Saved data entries
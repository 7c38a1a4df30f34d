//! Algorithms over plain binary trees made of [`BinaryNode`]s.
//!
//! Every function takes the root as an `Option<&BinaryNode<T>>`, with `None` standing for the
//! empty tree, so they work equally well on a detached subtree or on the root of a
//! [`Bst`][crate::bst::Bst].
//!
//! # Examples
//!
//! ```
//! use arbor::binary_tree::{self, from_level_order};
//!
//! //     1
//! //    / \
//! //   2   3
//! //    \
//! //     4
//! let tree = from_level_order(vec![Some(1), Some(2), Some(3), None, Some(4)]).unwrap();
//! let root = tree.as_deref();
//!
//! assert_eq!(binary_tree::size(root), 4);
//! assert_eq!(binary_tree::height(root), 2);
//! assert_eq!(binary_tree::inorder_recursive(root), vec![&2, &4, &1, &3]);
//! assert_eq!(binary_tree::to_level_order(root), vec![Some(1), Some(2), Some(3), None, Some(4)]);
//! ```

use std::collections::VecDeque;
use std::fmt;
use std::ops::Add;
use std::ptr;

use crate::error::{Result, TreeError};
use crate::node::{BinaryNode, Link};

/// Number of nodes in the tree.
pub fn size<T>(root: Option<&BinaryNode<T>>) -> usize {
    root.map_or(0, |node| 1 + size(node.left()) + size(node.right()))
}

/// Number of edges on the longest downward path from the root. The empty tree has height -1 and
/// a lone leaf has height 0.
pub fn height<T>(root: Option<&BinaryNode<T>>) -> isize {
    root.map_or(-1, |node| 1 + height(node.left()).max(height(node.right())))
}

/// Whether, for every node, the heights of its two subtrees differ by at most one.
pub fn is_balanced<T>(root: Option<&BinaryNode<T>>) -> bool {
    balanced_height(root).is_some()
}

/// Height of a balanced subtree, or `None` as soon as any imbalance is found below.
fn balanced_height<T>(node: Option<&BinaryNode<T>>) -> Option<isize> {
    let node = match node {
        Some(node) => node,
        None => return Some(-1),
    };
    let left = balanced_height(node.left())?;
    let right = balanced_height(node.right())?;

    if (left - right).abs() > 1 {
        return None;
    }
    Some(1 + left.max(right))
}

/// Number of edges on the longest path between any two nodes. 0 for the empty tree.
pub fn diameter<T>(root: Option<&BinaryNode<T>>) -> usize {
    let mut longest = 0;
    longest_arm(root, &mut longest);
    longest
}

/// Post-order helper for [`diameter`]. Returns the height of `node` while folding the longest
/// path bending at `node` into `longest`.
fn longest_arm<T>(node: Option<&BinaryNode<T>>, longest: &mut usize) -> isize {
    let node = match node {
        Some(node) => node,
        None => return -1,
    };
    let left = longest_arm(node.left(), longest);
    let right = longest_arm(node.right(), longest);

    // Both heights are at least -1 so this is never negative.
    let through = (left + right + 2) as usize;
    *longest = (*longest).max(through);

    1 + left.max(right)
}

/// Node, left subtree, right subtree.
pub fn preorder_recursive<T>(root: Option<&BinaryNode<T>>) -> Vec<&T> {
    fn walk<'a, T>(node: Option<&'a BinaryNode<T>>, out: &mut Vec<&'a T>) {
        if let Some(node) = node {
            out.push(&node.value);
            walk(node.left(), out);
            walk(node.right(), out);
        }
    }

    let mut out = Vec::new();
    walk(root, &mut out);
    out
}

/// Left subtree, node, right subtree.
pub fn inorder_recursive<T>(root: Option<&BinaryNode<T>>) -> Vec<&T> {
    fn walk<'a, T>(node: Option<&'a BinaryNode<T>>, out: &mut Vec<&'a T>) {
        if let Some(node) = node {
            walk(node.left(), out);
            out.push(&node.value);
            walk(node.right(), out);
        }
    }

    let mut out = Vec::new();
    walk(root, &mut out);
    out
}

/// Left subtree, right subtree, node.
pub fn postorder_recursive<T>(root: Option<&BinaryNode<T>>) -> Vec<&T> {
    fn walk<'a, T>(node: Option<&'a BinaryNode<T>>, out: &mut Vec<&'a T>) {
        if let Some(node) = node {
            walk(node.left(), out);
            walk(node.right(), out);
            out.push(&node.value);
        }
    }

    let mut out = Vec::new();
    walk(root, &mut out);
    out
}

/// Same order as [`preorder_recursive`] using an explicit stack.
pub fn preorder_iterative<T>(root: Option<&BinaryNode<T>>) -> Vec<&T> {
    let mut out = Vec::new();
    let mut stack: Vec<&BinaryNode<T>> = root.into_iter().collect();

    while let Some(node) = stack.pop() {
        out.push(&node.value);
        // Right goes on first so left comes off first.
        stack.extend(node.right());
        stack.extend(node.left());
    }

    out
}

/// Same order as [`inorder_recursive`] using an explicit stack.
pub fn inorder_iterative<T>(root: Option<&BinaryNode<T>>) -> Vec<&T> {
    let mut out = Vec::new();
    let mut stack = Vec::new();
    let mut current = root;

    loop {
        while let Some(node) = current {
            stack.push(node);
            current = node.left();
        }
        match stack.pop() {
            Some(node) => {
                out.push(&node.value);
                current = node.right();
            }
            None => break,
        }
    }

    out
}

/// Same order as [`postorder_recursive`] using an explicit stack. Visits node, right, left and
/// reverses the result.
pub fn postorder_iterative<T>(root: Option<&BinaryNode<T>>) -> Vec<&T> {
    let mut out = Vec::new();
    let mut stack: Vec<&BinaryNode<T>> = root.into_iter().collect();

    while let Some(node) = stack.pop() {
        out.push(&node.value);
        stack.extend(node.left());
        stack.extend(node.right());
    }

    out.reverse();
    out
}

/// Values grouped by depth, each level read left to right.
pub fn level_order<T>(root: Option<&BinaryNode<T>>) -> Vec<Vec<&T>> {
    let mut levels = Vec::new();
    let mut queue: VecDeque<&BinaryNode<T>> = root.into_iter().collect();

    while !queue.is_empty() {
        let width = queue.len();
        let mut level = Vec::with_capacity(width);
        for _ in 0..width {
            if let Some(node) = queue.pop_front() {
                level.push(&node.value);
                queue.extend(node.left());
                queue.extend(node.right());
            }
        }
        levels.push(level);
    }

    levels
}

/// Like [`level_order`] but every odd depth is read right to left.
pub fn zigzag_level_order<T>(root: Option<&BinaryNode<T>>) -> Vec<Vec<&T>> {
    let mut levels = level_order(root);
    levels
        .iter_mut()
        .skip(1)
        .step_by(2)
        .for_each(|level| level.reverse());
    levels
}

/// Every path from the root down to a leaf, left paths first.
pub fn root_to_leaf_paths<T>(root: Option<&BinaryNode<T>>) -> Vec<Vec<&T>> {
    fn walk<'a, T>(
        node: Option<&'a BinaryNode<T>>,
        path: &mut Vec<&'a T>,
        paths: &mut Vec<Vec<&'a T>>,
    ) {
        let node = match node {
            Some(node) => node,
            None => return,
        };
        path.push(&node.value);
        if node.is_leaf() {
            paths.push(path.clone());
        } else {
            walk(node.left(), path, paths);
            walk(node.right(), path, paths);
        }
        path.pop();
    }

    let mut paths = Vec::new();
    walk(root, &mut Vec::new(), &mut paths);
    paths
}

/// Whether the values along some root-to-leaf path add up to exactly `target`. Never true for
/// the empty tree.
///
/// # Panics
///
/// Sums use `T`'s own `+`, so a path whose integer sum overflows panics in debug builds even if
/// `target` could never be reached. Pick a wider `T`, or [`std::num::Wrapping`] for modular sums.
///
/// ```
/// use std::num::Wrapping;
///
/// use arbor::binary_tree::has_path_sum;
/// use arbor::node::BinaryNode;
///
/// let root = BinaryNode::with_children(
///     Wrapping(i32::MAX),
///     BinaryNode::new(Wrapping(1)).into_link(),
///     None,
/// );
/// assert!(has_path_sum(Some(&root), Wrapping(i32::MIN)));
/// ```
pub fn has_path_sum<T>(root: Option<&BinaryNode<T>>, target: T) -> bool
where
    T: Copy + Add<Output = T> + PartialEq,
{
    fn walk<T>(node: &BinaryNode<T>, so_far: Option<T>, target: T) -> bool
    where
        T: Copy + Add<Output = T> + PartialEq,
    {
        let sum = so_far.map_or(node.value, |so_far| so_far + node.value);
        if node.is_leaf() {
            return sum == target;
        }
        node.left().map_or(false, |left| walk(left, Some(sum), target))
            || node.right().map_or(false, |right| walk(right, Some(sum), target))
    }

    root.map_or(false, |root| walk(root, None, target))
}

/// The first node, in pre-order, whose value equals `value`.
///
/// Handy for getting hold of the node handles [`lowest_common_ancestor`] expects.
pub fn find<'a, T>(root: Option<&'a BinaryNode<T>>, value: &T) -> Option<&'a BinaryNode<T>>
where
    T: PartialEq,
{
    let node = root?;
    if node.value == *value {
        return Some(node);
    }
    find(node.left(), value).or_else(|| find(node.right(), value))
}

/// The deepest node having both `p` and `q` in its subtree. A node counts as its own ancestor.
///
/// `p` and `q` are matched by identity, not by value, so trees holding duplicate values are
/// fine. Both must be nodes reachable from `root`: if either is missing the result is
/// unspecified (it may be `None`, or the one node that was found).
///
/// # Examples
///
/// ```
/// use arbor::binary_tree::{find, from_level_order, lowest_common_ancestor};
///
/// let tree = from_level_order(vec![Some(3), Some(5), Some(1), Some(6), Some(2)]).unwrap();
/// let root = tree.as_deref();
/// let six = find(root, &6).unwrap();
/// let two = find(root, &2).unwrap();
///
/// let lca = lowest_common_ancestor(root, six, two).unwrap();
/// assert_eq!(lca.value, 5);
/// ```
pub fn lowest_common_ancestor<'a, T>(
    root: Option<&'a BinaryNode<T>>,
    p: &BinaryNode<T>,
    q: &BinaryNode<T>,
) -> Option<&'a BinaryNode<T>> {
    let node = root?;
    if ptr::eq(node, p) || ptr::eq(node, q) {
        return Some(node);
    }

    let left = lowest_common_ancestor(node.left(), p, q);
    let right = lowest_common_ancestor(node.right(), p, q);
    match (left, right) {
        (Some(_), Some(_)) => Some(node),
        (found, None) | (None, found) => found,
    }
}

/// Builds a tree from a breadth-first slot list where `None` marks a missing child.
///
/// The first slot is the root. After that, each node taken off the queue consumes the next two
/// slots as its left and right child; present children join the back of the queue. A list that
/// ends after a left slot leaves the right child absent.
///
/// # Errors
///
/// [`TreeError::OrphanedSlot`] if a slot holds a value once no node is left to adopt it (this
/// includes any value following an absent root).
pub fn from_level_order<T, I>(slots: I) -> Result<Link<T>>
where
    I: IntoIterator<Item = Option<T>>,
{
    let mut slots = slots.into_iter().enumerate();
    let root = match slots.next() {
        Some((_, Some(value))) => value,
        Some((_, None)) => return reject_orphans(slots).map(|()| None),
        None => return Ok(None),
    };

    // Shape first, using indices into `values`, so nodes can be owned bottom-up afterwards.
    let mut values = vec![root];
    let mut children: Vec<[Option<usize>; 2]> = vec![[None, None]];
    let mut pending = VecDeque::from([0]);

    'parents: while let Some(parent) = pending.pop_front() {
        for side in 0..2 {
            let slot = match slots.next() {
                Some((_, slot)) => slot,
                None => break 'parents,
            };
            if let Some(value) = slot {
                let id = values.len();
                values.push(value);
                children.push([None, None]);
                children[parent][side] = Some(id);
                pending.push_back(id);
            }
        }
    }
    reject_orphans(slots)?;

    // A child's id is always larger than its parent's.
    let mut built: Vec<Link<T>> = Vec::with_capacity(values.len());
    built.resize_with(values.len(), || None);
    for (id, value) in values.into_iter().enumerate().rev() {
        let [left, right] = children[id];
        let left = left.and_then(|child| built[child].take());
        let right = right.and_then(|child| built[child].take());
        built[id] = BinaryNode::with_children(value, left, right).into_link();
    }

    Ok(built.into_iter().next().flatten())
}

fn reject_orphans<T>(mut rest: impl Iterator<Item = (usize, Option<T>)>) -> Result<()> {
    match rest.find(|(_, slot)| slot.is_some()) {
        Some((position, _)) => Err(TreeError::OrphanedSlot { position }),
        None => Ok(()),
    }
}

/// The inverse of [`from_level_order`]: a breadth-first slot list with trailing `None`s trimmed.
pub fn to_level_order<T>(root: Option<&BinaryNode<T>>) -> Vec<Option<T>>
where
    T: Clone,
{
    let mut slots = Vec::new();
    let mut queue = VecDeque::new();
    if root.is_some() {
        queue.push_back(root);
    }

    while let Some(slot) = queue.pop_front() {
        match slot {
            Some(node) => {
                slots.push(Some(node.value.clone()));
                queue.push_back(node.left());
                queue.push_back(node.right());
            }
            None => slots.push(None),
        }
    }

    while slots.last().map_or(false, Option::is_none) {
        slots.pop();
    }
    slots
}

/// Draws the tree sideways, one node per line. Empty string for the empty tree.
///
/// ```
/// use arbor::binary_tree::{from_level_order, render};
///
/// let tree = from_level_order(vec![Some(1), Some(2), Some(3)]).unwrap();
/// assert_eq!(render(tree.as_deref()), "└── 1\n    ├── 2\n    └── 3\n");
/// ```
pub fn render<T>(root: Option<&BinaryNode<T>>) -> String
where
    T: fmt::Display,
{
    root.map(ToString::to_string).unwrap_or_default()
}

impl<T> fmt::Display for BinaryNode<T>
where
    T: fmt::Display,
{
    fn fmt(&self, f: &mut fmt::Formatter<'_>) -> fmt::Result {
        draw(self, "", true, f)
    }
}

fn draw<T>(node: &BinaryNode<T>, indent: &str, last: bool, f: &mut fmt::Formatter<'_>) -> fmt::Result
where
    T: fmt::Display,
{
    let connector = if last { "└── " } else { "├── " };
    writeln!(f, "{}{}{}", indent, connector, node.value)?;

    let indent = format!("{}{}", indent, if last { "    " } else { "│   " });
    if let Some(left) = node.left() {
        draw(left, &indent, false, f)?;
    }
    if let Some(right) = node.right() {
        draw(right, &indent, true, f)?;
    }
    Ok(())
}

◆ **Exercise directions**: Pull out all lines from the entries above that include the word "Item".

◆ **Solution to this exercise**:
    I: IntoIterator<Item = Option<T>>,
fn reject_orphans<T>(mut rest: impl Iterator<Item = (usize, Option<T>)>) -> Result<()> {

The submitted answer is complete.